▶ **Task to carry out**: Within the records below is a range that opens at the line with "filename src/cache/entity_status.rs" and closes at the line with "use super::member::MemberCache;". Return that range word for word, both ends included, and only that range.

▶ **Provided material**:

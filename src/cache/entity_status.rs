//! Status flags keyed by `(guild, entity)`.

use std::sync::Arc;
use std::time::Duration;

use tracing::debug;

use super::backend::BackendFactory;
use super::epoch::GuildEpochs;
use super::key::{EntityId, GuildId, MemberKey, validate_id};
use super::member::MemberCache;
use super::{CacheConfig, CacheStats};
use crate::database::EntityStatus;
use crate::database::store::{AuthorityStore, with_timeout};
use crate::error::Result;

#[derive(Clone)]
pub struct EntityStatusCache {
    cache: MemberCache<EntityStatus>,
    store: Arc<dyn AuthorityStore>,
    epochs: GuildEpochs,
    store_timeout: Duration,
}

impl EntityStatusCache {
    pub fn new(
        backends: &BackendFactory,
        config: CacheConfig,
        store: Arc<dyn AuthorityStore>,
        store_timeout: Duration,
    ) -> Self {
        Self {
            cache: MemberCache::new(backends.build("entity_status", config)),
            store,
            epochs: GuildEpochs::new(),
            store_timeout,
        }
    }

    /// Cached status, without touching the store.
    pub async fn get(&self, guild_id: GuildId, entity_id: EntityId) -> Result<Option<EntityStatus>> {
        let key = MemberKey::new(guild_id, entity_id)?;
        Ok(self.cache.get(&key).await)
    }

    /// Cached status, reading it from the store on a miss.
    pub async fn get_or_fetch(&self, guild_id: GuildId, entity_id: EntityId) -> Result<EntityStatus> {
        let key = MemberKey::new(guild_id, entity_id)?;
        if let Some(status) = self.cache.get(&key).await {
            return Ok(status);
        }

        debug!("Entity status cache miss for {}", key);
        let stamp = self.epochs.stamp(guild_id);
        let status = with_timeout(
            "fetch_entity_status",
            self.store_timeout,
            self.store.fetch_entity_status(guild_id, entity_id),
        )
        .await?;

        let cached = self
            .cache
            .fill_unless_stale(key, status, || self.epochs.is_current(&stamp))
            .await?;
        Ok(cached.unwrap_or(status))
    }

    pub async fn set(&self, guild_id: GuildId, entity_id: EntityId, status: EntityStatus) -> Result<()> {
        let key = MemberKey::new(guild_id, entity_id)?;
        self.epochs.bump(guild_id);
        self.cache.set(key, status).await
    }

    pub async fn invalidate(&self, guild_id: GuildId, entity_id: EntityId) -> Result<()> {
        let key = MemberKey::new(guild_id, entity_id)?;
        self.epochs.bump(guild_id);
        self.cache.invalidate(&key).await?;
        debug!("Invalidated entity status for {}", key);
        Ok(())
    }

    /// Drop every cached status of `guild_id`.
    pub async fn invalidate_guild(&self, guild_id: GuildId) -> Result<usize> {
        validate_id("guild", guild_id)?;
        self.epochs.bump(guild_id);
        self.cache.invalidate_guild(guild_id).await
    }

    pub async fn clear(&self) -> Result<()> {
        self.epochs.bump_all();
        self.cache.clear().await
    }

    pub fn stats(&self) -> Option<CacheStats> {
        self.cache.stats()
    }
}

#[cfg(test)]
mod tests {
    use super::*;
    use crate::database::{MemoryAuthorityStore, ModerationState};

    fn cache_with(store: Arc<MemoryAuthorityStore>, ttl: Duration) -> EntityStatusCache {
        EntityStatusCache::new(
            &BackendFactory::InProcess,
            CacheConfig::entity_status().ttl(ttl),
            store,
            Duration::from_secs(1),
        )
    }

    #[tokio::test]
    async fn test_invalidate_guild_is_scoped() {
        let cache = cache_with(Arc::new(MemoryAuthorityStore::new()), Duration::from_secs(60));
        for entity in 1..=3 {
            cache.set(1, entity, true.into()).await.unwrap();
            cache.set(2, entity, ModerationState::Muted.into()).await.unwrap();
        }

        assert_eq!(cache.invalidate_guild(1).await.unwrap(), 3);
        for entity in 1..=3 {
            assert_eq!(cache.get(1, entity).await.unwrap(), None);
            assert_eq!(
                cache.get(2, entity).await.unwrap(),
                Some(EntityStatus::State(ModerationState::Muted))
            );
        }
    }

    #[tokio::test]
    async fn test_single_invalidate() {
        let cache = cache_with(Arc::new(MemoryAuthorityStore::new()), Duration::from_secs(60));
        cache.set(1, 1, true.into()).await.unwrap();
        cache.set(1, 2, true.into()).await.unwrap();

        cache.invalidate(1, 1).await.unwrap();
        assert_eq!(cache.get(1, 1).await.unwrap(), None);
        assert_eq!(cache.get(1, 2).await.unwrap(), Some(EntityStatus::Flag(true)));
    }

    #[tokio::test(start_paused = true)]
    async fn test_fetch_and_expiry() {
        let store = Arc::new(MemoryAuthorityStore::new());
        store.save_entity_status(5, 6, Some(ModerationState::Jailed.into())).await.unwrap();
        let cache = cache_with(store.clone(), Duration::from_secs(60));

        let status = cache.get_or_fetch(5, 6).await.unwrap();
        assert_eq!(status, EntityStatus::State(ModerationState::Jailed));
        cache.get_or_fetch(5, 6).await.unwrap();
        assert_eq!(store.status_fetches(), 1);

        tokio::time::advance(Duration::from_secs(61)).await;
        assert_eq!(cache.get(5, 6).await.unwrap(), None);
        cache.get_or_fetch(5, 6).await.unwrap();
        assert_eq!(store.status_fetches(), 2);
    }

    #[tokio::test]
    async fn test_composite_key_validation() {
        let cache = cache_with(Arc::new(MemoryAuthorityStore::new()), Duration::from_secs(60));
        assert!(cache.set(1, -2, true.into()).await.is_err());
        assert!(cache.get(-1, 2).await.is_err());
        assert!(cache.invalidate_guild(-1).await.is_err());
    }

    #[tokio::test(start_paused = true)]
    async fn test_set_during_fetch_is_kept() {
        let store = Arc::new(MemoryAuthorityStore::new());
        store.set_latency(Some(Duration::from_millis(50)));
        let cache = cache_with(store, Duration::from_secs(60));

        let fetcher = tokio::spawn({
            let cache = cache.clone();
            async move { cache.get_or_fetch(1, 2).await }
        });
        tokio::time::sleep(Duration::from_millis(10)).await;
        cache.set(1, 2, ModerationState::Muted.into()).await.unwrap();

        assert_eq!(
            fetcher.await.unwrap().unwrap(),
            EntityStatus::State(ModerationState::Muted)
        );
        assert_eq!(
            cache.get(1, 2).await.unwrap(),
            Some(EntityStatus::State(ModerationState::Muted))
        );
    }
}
* * *
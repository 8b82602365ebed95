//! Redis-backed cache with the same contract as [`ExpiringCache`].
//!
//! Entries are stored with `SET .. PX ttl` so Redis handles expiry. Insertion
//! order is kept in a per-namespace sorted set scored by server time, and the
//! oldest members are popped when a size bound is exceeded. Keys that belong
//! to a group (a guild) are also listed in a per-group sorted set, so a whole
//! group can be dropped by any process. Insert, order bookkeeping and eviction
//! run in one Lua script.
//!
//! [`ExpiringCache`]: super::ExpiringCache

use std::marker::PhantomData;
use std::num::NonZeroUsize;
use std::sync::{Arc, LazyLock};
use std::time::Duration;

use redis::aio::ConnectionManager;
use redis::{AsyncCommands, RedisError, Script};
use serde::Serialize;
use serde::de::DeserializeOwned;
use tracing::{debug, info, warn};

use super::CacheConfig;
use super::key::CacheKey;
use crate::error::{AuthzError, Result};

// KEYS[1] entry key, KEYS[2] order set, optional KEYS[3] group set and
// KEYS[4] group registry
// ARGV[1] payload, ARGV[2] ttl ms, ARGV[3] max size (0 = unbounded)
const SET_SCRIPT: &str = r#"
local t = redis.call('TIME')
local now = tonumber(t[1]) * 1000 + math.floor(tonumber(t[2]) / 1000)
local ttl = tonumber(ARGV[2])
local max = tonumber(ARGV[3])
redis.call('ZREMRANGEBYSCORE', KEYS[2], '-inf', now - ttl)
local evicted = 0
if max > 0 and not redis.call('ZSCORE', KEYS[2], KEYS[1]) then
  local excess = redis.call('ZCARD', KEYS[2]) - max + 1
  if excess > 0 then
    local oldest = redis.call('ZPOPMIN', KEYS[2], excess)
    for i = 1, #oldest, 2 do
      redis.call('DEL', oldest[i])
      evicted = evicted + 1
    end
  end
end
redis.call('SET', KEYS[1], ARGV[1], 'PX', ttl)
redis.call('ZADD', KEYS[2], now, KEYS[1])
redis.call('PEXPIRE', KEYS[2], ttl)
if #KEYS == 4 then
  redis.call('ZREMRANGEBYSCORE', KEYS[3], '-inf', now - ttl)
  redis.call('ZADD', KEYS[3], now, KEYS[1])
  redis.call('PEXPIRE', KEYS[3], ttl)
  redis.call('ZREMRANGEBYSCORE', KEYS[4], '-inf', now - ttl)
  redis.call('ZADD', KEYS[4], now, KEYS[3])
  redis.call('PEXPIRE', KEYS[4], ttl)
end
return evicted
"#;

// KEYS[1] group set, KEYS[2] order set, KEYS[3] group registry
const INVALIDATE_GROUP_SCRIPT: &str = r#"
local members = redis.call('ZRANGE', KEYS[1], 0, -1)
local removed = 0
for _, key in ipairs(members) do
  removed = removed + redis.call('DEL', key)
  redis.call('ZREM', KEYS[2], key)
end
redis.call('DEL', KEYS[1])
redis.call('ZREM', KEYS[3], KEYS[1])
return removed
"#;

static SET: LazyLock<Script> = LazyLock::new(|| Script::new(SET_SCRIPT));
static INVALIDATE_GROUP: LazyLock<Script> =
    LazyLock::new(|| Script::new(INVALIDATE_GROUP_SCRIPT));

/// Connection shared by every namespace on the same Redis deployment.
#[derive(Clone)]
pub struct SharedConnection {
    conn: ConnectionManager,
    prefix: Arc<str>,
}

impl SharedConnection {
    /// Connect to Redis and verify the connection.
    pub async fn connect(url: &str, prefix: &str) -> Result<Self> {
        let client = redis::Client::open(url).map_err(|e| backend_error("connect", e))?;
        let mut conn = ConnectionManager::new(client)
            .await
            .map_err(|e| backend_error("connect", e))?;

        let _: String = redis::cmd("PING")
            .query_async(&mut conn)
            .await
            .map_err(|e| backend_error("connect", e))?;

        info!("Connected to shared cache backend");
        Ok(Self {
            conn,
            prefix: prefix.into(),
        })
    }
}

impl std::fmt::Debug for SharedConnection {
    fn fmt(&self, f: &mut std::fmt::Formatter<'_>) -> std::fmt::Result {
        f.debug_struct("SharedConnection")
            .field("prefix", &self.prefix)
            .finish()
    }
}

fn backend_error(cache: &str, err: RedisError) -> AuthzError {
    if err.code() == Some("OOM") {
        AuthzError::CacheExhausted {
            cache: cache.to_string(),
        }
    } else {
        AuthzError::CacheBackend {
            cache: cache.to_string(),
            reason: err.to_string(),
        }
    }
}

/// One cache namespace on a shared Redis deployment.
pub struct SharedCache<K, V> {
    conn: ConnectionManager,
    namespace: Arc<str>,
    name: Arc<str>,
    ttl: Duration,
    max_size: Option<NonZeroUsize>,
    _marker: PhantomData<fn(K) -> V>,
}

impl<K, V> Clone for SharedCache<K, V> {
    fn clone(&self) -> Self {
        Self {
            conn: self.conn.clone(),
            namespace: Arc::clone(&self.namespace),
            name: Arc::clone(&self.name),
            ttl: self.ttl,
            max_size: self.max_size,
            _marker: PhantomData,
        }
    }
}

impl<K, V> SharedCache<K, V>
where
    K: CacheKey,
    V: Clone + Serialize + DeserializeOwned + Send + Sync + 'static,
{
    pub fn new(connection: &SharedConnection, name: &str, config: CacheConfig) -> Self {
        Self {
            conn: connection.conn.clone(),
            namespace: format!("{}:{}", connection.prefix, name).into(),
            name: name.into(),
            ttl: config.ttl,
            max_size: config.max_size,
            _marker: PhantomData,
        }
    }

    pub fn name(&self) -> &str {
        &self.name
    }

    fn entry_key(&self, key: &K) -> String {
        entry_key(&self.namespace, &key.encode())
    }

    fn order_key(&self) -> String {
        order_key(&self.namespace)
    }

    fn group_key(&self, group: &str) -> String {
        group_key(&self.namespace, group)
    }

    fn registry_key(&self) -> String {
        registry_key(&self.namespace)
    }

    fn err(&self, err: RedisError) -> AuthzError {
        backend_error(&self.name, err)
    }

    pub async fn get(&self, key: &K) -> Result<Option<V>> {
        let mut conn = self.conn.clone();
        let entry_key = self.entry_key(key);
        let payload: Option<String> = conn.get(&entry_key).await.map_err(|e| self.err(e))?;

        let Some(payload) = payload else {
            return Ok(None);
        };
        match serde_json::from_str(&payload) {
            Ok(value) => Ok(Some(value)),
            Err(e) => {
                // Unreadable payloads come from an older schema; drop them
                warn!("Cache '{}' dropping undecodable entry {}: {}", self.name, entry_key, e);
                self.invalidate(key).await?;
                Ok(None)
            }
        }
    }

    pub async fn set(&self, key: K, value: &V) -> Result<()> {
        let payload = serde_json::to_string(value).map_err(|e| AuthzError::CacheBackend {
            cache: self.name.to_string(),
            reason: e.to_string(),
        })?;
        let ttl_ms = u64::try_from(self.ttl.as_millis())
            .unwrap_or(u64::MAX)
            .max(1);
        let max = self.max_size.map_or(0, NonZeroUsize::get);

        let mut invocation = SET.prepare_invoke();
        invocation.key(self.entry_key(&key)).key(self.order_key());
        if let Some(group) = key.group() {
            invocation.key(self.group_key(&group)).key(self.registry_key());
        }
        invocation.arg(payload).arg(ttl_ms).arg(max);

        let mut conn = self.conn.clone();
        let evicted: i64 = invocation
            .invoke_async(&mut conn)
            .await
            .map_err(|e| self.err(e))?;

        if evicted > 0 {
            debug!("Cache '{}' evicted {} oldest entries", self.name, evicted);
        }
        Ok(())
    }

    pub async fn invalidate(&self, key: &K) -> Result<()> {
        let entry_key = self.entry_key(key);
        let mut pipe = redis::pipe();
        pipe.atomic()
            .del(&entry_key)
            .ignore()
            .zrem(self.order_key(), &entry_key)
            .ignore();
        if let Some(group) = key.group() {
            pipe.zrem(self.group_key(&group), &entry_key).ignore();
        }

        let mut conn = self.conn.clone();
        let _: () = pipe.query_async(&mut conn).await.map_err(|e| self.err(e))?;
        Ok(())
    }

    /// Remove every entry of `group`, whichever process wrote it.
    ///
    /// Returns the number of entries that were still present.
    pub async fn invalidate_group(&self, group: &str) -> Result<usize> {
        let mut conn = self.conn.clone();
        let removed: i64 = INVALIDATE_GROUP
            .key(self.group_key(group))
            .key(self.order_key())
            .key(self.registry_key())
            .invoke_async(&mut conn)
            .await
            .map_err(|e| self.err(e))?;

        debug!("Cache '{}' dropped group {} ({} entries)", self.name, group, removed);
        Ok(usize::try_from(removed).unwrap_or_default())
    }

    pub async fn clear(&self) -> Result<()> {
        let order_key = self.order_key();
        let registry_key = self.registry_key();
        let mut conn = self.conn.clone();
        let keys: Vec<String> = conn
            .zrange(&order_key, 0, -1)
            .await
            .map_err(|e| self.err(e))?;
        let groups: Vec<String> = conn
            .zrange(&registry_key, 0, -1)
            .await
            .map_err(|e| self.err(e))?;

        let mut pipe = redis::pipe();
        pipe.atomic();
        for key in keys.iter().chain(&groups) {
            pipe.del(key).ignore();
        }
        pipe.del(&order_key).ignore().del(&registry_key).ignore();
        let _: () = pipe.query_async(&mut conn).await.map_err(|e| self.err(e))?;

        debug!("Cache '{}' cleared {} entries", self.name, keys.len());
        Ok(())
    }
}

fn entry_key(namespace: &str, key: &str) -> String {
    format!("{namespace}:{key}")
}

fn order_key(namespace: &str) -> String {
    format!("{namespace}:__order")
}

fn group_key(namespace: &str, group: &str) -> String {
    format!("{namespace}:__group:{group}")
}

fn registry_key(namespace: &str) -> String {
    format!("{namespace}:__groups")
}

▶ **Solution to this problem**:
filename src/cache/entity_status.rs
//! Status flags keyed by `(guild, entity)`.

use std::sync::Arc;
use std::time::Duration;

use tracing::debug;

use super::backend::BackendFactory;
use super::epoch::GuildEpochs;
use super::key::{EntityId, GuildId, MemberKey, validate_id};
use super::member::MemberCache;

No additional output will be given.